I wish I was a real artist; I suck at putting things in a way that stirs heavy emotions in people. I’ve tried time and time again, but what comes out of me is complete gumbo.

I’ve come to the realization that I am much better at working with numbers.

I don’t live my life the way artists do; those guys love with every ounce of their minds, bodies, and souls.

They live with gusto.

Those guys don’t imagine things up, write about them, and edit until they make sense—they record history, their lives, and then write about them in a way that takes your breath away.

In a way that makes you laugh / cry / feel strong, raw emotions, as if you lived it yourself.

That’s true artistry.

As for me, I’m no artist.
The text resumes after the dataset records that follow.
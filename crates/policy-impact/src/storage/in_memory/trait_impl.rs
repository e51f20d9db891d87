//! Storage trait implementations for the in-memory store.

use super::InMemoryStore;
use crate::domain::{DependencyFilter, DependencyId, DependencyRecord, Policy, PolicyId};
use crate::error::{Error, Result};
use crate::storage::{DependencyStore, PolicyLookup};
use async_trait::async_trait;

#[async_trait]
impl PolicyLookup for InMemoryStore {
    async fn find_policy_by_id(&self, id: &PolicyId) -> Result<Option<Policy>> {
        let inner = self.inner.lock().await;
        Ok(inner.policies.get(id).cloned())
    }
}

#[async_trait]
impl DependencyStore for InMemoryStore {
    async fn find(&self, filter: &DependencyFilter) -> Result<Vec<DependencyRecord>> {
        let inner = self.inner.lock().await;

        // Use the per-policy index when possible; otherwise scan everything.
        let records = match filter.policy_id {
            Some(policy_id) => inner
                .records_for_policy(policy_id)
                .filter(|record| filter.matches(record))
                .cloned()
                .collect(),
            None => inner
                .all_records()
                .into_iter()
                .filter(|record| filter.matches(record))
                .collect(),
        };

        Ok(records)
    }

    async fn get(&self, id: &DependencyId) -> Result<Option<DependencyRecord>> {
        let inner = self.inner.lock().await;
        Ok(inner.records.get(id).cloned())
    }

    async fn save(&self, record: DependencyRecord) -> Result<DependencyRecord> {
        let mut inner = self.inner.lock().await;
        inner.upsert(record.clone());
        Ok(record)
    }

    async fn remove(&self, id: &DependencyId) -> Result<()> {
        let mut inner = self.inner.lock().await;
        inner
            .take(id)
            .map(|_| ())
            .ok_or(Error::DependencyNotFound(*id))
    }
}
//! Dependency graph construction using petgraph.
//!
//! The graph is derived on demand from active dependency records reachable
//! from a root policy. It is never persisted.
//!
//! # Traversal
//!
//! Breadth-first from the root (depth 0). Every node of type `policy` or
//! `template` within the depth budget has its active records expanded; all
//! other dependent types are leaves. Templates are looked up as policies
//! with the same UUID, modelling templates derived from other policies.
//!
//! Nodes are keyed by UUID and added at most once, at the depth they were
//! first reached. Edges are never deduplicated: every record along the way
//! produces one edge, including records pointing back at visited nodes.
//! The visited map plus the depth budget guarantee termination on cyclic
//! data.
//!
//! `max_depth` is the deepest first-reached node, so a new record that
//! shortcuts into a template chain can lower it. `reach_depth` instead
//! counts the longest chain of edges walkable from the root within the
//! budget; adding records never lowers it.

use super::active_dependencies;
use super::analysis::{StrengthBreakdown, TypeBreakdown};
use crate::domain::{
    DependencyId, DependencyMetadata, DependencyRecord, DependencyStrength, DependentType, Policy,
    PolicyId, RiskLevel,
};
use crate::error::Result;
use crate::storage::DependencyStore;
use petgraph::algo;
use petgraph::graph::{DiGraph, NodeIndex};
use serde::{Deserialize, Serialize};
use serde_json::{Map, Value};
use std::collections::{HashMap, HashSet, VecDeque};
use std::fmt;
use uuid::Uuid;

/// Kind of graph node: the root policy or a dependent entity.
#[derive(Debug, Clone, Copy, PartialEq, Eq, Hash, Serialize, Deserialize)]
#[serde(rename_all = "lowercase")]
pub enum NodeType {
    /// Root policy
    Policy,
    /// Workflow
    Workflow,
    /// Module
    Module,
    /// Template
    Template,
    /// Assessment
    Assessment,
    /// Training unit
    Training,
    /// Document
    Document,
}

impl NodeType {
    /// Whether nodes of this kind have their own dependencies expanded.
    #[must_use]
    pub fn is_traversable(self) -> bool {
        matches!(self, Self::Policy | Self::Template)
    }

    /// The dependent type, or `None` for the root policy.
    #[must_use]
    pub fn dependent_type(self) -> Option<DependentType> {
        match self {
            Self::Policy => None,
            Self::Workflow => Some(DependentType::Workflow),
            Self::Module => Some(DependentType::Module),
            Self::Template => Some(DependentType::Template),
            Self::Assessment => Some(DependentType::Assessment),
            Self::Training => Some(DependentType::Training),
            Self::Document => Some(DependentType::Document),
        }
    }
}

impl From<DependentType> for NodeType {
    fn from(dependent_type: DependentType) -> Self {
        match dependent_type {
            DependentType::Workflow => Self::Workflow,
            DependentType::Module => Self::Module,
            DependentType::Template => Self::Template,
            DependentType::Assessment => Self::Assessment,
            DependentType::Training => Self::Training,
            DependentType::Document => Self::Document,
        }
    }
}

impl fmt::Display for NodeType {
    fn fmt(&self, f: &mut fmt::Formatter<'_>) -> fmt::Result {
        match self.dependent_type() {
            Some(t) => f.write_str(t.as_str()),
            None => f.write_str("policy"),
        }
    }
}

/// A node in the dependency graph.
#[derive(Debug, Clone, PartialEq, Serialize, Deserialize)]
pub struct GraphNode {
    /// Policy or entity UUID
    pub id: Uuid,

    /// Node kind
    #[serde(rename = "type")]
    pub node_type: NodeType,

    /// Display label
    pub label: String,

    /// Policy details for the root, record metadata for dependents
    pub metadata: Map<String, Value>,

    /// Hops from the root (root = 0)
    pub depth: usize,
}

/// An edge in the dependency graph, one per dependency record.
#[derive(Debug, Clone, PartialEq, Serialize, Deserialize)]
#[serde(rename_all = "camelCase")]
pub struct GraphEdge {
    /// Node that owns the record
    pub from: Uuid,

    /// Dependent node
    pub to: Uuid,

    /// Record that produced this edge
    pub dependency_id: DependencyId,

    /// Declared coupling
    pub strength: DependencyStrength,

    /// Risk derived from `strength`
    pub risk_level: RiskLevel,

    /// Record metadata
    pub metadata: DependencyMetadata,
}

/// Graph of everything reachable from a root policy.
#[derive(Debug, Clone, PartialEq, Serialize, Deserialize)]
#[serde(rename_all = "camelCase")]
pub struct DependencyGraph {
    /// Root of the traversal
    pub root_policy: PolicyId,

    /// Nodes in discovery order; the root is first
    pub nodes: Vec<GraphNode>,

    /// Edges in discovery order
    pub edges: Vec<GraphEdge>,

    /// Equal to `edges.len()`
    pub total_dependencies: usize,

    /// Edge counts per strength across the whole traversal
    pub strength_breakdown: StrengthBreakdown,

    /// Edge counts per dependent type across the whole traversal
    pub type_breakdown: TypeBreakdown,

    /// Deepest node depth reached
    pub max_depth: usize,

    /// Longest chain of edges from the root within the depth budget,
    /// following paths through already-visited nodes too
    pub reach_depth: usize,

    /// Whether the reachable declared data contains a directed cycle
    pub has_cycles: bool,
}

impl DependencyGraph {
    /// Dependent nodes, excluding the root.
    pub fn dependent_nodes(&self) -> impl Iterator<Item = &GraphNode> {
        self.nodes.iter().filter(|n| n.node_type != NodeType::Policy)
    }

    /// Node counts per dependent type, excluding the root.
    #[must_use]
    pub fn node_type_counts(&self) -> TypeBreakdown {
        let mut counts = TypeBreakdown::default();
        for node in self.dependent_nodes() {
            if let Some(t) = node.node_type.dependent_type() {
                counts.record(t);
            }
        }
        counts
    }
}

/// Build the graph rooted at `root`.
pub(super) async fn build_graph(
    store: &dyn DependencyStore,
    root: &Policy,
    max_depth: usize,
) -> Result<DependencyGraph> {
    let mut graph: DiGraph<GraphNode, GraphEdge> = DiGraph::new();
    let mut visited: HashMap<Uuid, NodeIndex> = HashMap::new();
    let mut queue: VecDeque<(NodeIndex, Uuid, usize)> = VecDeque::new();

    let mut strength_breakdown = StrengthBreakdown::default();
    let mut type_breakdown = TypeBreakdown::default();
    let mut deepest = 0;

    let root_uuid = root.id.as_uuid();
    let root_node = graph.add_node(root_node(root));
    visited.insert(root_uuid, root_node);
    queue.push_back((root_node, root_uuid, 0));

    while let Some((current, current_uuid, depth)) = queue.pop_front() {
        if depth >= max_depth {
            continue;
        }

        let records = active_dependencies(store, PolicyId::from(current_uuid)).await?;
        tracing::trace!(node = %current_uuid, depth, records = records.len(), "Expanding graph node");

        for record in records {
            strength_breakdown.record(record.strength);
            type_breakdown.record(record.dependent_type);

            let target_uuid = record.dependent_id.as_uuid();
            let target = match visited.get(&target_uuid) {
                Some(&index) => index,
                None => {
                    let next_depth = depth + 1;
                    let index = graph.add_node(dependent_node(&record, next_depth)?);
                    visited.insert(target_uuid, index);
                    deepest = deepest.max(next_depth);
                    if NodeType::from(record.dependent_type).is_traversable() {
                        queue.push_back((index, target_uuid, next_depth));
                    }
                    index
                }
            };

            graph.add_edge(
                current,
                target,
                GraphEdge {
                    from: current_uuid,
                    to: target_uuid,
                    dependency_id: record.id,
                    strength: record.strength,
                    risk_level: record.risk_level(),
                    metadata: record.metadata,
                },
            );
        }
    }

    let has_cycles = algo::is_cyclic_directed(&graph);
    let (nodes, edges) = graph.into_nodes_edges();
    let nodes: Vec<GraphNode> = nodes.into_iter().map(|n| n.weight).collect();
    let edges: Vec<GraphEdge> = edges.into_iter().map(|e| e.weight).collect();
    let reach_depth = walk_depth(root_uuid, &edges, max_depth);

    tracing::debug!(
        policy_id = %root.id,
        nodes = nodes.len(),
        edges = edges.len(),
        max_depth = deepest,
        reach_depth,
        has_cycles,
        "Built dependency graph"
    );

    Ok(DependencyGraph {
        root_policy: root.id,
        total_dependencies: edges.len(),
        nodes,
        edges,
        strength_breakdown,
        type_breakdown,
        max_depth: deepest,
        reach_depth,
        has_cycles,
    })
}

/// Number of edge layers walkable from `root`, capped at `limit`.
///
/// Only expanded nodes own outgoing edges, and any node reached within the
/// budget was expanded, so walking the built edges matches walking the
/// records.
fn walk_depth(root: Uuid, edges: &[GraphEdge], limit: usize) -> usize {
    let mut outgoing: HashMap<Uuid, Vec<Uuid>> = HashMap::new();
    for edge in edges {
        outgoing.entry(edge.from).or_default().push(edge.to);
    }

    let mut frontier = HashSet::from([root]);
    let mut depth = 0;
    while depth < limit {
        let next: HashSet<Uuid> = frontier
            .iter()
            .filter_map(|id| outgoing.get(id))
            .flatten()
            .copied()
            .collect();
        if next.is_empty() {
            break;
        }
        frontier = next;
        depth += 1;
    }
    depth
}

fn root_node(policy: &Policy) -> GraphNode {
    let mut metadata = Map::new();
    metadata.insert("category".to_string(), Value::from(policy.category.clone()));
    metadata.insert("version".to_string(), Value::from(policy.version.clone()));
    metadata.insert(
        "organizationId".to_string(),
        Value::from(policy.organization_id.to_string()),
    );

    GraphNode {
        id: policy.id.as_uuid(),
        node_type: NodeType::Policy,
        label: policy.title.clone(),
        metadata,
        depth: 0,
    }
}

fn dependent_node(record: &DependencyRecord, depth: usize) -> Result<GraphNode> {
    let metadata = match serde_json::to_value(&record.metadata)? {
        Value::Object(map) => map,
        _ => Map::new(),
    };

    Ok(GraphNode {
        id: record.dependent_id.as_uuid(),
        node_type: record.dependent_type.into(),
        label: format!("{}:{}", record.dependent_type, record.dependent_id),
        metadata,
        depth,
    })
}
What I am is a poser.

I’m a dreamer who wishes she had the talent Those Other Guys have.

You would learn to find that I’ve read most books in the Young Adult section in my local library, I’ve watched many movies and television shows many times over, and I’ve attempted to find my talents in creating something of my own…with no such luck.

I wanted to create something of my own, and instead of doing just that, I studied all these pieces of art. I called myself an artist—and yet I hadn’t done anything to earn or claim that title.

I think I’m just in denial about how my life is supposed to turn out: routine, middle class, vanilla.

I never wanted to fall under that category, thinking how that kind of life was not worthy of my time. And yet, here I am, living that exact life that I dread so much.

Like a true human being, I feel entitled to a good, exciting life…but I’ve done nothing to make it that way. All I’ve done was follow the rules, keep my head down, and my mouth shut. I wanted to get through life unnoticed, without starting problems or making a scene.

I wonder if I’ve set myself up for disaster.

Maybe being a dreamer isn’t always the greatest idea. A dreamer with drive is one thing…but a dreamer who just wants to glide through life without their head held high or the willingness to do whatever it takes? What’s that going to do?

Nothing.

The dreamer will remain a dreamer, forever living a vanilla life.


Prompt: Reveal something that makes you feel unsure about yourself.